Most Starfinder books don't bat an eye at throwing a half-page weapon chart at you. Want some more weapons? Sure, here is a massive list of them! Here are a few dozen races. Here are a half-dozen more character options. I have a shelf of Starfinder books, and none feel compelling.
It is funny. I don't feel the same way because I have two shelves of Pathfinder 1e books. Fantasy is a genre you can instantly narrow down to a simple, core story and theme. The village is under attack. The heroes pick up a sword and cast a spell. The adventure that lasts a lifetime begins there.
99% of the time, I could play with the core rulebook and pull in a few things from one other.
With Starfinder, they give me a ton of stuff, but finding something to do with it takes time and effort. The game expects you to know and use the conflicts of Pathfinder 1e in this new world, so you need knowledge the game doesn't provide. The book describes gods and races and expects you to make that 1:1 jump yourself. Orcs hate elves in fantasy, so orcs...? Dark elves worship demons, so...?
Thousands of years have gone by.
I wanted a new world with new conflicts.
One of Starfinder's huge problems is it requires you to be a Pathfinder fan. Only some things translate, and the stuff you think would - doesn't.
Shadowrun does Starfinder a lot better. What? That makes no sense. Different games! Let me explain.
Both games are about a team of characters in a futuristic setting who are motivated to solve problems and follow their motivations. The structure of the parties' relationships and goals are the same. The environments they operate in (dungeons, cities, wilderness, and vehicles) are the same. While one setting has starships, the other setting has hover vans. You get in a thing and go to a place.
Where Shadowrun beats Starfinder is in story motivation. The world is a fantastic sandbox filled with conflicts, factions, societal forces, and stories waiting to be told. Everything you learn unlocks a new secret and a new chapter. Deep conflicts are built into the setting. The tradeoffs, like magic, are built into the rules. Even cultures and races are in conflict.
Starfinder books are content to give you more and more until the game becomes an unintelligible, muddled pile of confused lists. They will list the original Pathfinder gods, but I need to see conflicts built into the setting or rules. There are hundreds of races in Starfinder, and in Shadowrun - there are five. If I play one of those, I feel special. If I add a few - each one of those is special.
Add too many, and nothing means anything.
What is the point of a dozen cute races? Marketing?

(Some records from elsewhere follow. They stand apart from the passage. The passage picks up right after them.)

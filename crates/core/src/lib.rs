#![forbid(unsafe_code)]

pub mod catalog;
pub mod error;
pub mod model;
pub mod timing;

pub use error::Error;
pub use timing::{SlideshowTiming, TimingError};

Quality over quantity is one thing that escapes Starfinder. It is different in Pathfinder 1e, despite having twice the books. In fantasy, I have a world model in my head. That takes precedent. With Starfinder, I have no frame of reference, and every time I try to settle on one, a book contradicts me. I override 90% of my reading, and my mind goes, "Why bother?"
I could play Starfinder with one book and focus on a core conflict, but I am doing a lot of the heavy lifting myself to create deeper conflicts and stories. Evil and good get along together. Space goblins exist to season dungeons and abandoned starships with cheap combat encounters. The gods are meaningless since magic comes from anywhere. Why even have them? Fantasy races are tossed in the back of the book like an embarrassment.
They wanted a sci-fi game but needed to learn how to build a universe. They had to do a 'great reset' and wipe memories. What Hollywood wishes they could do with the last few years of superhero entertainment. It is a universe built upon a deus ex machina.
For all its "D&D with guns" feel, Shadowrun feels plausible. It has a history. You can have a dragon as the head of a megacorporation, an orc street gang, or an elven Yakuza. It oozes style and panache, and those tiny examples create a thousand stories in my mind.
They are the same game, but instead of throwing more and more at you to justify hoarding and collecting, Shadowrun focuses on story and conflict first. Nothing works in Shadowrun unless the core story conflicts are solid. In Starfinder, there is always another book of stuff I always need help with.
And three or four more tables of weapons.